[Stored data]
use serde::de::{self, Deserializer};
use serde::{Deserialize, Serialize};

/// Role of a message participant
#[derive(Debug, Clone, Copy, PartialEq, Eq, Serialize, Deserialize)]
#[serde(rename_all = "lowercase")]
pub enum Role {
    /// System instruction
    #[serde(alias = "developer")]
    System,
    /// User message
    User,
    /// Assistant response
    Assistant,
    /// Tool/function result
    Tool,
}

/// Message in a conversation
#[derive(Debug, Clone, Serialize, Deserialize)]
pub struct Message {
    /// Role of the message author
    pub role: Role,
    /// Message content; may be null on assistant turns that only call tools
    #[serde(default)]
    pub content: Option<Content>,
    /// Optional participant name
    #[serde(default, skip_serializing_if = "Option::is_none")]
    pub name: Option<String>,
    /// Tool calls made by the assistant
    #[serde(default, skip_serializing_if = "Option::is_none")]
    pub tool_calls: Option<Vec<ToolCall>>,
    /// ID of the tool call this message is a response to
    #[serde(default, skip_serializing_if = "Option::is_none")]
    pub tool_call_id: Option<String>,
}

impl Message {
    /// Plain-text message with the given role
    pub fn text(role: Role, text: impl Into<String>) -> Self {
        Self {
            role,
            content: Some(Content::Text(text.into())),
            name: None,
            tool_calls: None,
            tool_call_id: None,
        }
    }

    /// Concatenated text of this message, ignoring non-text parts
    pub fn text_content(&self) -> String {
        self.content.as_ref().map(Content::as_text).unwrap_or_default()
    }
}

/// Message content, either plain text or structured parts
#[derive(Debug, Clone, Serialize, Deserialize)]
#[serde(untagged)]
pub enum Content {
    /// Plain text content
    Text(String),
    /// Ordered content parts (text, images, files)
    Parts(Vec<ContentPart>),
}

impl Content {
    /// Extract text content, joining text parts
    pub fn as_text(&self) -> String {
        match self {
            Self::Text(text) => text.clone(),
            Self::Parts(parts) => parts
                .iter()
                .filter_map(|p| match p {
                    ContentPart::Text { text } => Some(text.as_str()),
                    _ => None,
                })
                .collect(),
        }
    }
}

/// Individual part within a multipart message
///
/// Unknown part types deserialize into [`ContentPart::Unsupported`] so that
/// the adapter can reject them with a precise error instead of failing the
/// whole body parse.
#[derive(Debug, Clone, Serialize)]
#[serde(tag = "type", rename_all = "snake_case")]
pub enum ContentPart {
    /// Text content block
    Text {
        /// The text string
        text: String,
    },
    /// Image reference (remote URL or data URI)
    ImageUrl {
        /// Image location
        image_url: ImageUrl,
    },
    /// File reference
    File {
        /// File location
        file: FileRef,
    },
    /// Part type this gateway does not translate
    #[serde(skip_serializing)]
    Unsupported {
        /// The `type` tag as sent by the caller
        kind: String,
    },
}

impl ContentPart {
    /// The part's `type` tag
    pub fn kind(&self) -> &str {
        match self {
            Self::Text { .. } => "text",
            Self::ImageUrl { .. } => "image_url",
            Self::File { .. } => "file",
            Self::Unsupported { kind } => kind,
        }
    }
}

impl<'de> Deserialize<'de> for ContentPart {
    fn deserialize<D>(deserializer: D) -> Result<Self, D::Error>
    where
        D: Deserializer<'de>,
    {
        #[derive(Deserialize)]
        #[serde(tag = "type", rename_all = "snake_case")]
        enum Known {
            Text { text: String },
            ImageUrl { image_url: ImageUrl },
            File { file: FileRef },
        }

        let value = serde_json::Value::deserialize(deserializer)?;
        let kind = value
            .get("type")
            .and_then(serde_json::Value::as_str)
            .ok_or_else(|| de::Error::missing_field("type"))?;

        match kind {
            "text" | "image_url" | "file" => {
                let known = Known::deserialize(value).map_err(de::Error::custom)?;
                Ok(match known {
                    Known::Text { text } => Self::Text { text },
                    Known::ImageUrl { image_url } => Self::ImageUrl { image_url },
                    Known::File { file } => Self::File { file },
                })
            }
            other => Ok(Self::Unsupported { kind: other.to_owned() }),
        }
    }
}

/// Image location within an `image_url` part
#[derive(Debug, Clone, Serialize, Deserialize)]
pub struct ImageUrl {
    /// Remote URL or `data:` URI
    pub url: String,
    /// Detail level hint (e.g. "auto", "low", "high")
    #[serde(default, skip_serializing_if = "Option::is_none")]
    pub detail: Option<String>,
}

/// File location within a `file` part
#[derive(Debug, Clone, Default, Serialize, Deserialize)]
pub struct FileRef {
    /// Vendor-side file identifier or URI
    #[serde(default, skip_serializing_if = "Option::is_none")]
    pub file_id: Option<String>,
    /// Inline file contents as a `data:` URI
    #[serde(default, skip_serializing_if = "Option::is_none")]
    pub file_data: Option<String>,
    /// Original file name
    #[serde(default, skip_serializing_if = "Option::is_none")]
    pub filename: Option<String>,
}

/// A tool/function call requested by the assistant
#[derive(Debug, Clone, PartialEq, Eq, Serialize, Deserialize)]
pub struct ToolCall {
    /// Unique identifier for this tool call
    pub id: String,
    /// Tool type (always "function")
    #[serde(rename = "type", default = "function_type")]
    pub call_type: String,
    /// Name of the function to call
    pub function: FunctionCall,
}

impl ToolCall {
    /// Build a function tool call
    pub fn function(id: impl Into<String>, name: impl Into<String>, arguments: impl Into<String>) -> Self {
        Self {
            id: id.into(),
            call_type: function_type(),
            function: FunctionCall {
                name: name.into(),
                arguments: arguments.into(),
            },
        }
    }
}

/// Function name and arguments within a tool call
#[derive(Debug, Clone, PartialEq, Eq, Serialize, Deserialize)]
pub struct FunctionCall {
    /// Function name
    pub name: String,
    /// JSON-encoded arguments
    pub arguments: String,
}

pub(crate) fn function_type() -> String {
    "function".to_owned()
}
--
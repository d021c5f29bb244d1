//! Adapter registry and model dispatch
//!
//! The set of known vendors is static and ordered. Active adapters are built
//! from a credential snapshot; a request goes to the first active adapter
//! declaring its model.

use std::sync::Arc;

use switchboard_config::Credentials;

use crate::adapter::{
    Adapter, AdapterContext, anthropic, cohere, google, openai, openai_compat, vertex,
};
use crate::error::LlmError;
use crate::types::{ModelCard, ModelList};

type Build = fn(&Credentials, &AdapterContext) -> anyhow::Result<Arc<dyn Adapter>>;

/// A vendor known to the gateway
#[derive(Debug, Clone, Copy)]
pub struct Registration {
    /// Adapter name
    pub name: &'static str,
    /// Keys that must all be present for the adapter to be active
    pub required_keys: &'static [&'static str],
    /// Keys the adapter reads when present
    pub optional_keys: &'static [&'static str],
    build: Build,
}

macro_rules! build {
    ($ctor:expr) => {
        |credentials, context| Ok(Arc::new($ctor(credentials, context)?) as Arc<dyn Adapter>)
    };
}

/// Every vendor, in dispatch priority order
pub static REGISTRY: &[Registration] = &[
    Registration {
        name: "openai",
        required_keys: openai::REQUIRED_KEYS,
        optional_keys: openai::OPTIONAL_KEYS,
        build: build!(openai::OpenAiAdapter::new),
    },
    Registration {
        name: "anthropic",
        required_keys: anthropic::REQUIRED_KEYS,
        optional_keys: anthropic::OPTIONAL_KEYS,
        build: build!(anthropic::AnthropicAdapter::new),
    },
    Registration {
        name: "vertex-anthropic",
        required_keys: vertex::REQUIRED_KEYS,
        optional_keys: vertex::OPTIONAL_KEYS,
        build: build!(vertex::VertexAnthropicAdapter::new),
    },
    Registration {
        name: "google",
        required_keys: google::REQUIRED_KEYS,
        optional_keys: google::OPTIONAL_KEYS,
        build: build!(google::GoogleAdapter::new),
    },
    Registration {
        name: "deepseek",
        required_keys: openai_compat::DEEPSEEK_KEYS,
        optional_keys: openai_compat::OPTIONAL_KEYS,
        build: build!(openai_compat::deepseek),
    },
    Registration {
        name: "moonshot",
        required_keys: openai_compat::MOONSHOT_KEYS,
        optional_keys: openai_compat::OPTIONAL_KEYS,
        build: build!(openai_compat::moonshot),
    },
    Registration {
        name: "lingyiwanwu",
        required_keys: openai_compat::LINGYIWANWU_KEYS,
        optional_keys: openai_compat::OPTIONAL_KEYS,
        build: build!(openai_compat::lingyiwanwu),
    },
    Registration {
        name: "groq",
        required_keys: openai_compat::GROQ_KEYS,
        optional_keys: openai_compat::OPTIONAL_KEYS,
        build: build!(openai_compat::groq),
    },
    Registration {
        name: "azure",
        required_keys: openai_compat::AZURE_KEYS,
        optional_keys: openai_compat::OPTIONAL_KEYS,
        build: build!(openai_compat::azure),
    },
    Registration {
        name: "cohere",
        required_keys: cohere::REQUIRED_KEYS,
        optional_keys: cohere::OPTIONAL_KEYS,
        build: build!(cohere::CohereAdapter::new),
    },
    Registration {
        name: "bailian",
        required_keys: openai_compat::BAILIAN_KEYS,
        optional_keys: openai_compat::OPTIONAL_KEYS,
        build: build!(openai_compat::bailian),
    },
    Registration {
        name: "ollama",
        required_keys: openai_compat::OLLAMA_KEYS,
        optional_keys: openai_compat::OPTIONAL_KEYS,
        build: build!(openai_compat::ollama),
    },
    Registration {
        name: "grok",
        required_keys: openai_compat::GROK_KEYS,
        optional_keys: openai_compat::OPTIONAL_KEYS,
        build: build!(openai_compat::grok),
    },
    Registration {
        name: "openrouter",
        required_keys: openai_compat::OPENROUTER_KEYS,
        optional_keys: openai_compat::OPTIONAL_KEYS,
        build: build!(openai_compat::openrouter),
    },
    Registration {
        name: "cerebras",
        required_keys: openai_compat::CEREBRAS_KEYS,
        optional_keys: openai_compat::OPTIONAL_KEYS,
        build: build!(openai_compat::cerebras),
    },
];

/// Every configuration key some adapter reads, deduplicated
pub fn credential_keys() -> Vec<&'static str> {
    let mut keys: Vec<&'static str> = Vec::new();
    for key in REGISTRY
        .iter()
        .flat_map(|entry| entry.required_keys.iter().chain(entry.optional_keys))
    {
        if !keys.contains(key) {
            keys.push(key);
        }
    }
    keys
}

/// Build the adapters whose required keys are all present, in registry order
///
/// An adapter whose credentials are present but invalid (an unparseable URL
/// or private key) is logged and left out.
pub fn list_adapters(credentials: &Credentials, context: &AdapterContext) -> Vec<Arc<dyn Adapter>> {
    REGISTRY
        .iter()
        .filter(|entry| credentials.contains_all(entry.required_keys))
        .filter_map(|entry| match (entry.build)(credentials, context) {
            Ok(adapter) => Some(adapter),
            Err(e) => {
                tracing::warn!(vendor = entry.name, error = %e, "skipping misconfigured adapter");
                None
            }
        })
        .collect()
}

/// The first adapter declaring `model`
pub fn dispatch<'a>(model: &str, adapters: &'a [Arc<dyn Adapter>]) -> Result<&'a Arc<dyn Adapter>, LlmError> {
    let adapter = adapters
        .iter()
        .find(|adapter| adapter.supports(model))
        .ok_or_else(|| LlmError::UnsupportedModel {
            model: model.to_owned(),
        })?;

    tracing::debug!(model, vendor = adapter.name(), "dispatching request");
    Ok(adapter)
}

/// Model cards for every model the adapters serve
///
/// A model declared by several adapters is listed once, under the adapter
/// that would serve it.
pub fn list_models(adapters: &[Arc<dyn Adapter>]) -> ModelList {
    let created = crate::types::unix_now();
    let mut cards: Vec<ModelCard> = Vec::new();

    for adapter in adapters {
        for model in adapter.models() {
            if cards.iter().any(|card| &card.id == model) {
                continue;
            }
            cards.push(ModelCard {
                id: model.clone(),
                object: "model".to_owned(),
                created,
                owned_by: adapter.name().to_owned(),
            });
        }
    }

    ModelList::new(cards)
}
--
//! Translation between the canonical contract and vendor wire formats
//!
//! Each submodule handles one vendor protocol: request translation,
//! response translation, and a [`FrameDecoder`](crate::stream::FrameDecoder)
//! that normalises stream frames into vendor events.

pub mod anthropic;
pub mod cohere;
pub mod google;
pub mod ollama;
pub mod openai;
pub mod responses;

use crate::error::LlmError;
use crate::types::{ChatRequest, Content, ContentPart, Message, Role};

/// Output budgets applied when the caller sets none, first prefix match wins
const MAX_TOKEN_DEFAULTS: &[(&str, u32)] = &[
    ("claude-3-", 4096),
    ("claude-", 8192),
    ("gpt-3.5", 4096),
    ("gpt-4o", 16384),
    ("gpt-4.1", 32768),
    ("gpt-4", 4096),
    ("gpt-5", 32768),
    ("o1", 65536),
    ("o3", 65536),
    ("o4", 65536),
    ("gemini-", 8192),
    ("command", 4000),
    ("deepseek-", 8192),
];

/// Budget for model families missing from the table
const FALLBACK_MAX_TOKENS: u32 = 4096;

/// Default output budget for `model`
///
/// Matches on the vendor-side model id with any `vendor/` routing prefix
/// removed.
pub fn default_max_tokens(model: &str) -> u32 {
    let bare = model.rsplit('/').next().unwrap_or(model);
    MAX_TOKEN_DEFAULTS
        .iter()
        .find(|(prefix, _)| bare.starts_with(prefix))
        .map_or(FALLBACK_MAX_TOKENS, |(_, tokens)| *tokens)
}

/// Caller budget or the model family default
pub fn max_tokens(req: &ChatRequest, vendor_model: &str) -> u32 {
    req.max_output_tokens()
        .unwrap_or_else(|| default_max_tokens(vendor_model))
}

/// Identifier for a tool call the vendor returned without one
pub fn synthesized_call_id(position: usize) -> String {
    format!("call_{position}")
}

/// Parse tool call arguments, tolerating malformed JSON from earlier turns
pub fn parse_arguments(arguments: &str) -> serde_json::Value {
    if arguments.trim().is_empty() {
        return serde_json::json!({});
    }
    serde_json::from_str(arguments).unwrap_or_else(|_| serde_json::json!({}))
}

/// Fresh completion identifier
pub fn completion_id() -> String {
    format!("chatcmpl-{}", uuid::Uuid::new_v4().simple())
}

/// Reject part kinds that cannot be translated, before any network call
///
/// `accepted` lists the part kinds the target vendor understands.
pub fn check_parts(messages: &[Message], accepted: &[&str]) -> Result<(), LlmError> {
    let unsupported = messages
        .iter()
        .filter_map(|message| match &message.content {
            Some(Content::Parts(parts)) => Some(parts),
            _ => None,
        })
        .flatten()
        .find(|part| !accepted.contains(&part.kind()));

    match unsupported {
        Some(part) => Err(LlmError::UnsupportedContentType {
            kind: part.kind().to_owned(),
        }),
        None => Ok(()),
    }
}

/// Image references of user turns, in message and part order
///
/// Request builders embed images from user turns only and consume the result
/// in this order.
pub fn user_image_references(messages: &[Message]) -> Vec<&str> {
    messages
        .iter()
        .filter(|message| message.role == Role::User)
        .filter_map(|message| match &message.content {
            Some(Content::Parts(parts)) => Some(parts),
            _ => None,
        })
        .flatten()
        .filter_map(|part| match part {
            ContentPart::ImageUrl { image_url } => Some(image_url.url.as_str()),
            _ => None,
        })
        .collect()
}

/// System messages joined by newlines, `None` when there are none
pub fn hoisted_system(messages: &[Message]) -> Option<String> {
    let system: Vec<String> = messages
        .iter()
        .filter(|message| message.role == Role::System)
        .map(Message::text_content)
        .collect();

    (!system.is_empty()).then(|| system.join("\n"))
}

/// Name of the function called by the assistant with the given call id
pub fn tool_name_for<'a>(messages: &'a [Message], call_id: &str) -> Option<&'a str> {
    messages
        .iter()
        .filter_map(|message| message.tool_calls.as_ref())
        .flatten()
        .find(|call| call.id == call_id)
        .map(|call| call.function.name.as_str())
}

PROBLEM DESCRIPTION: Every line of the data above that contains the word "present" should be counted; please give the total alone.

SOLUTION TO THE PROBLEM: 4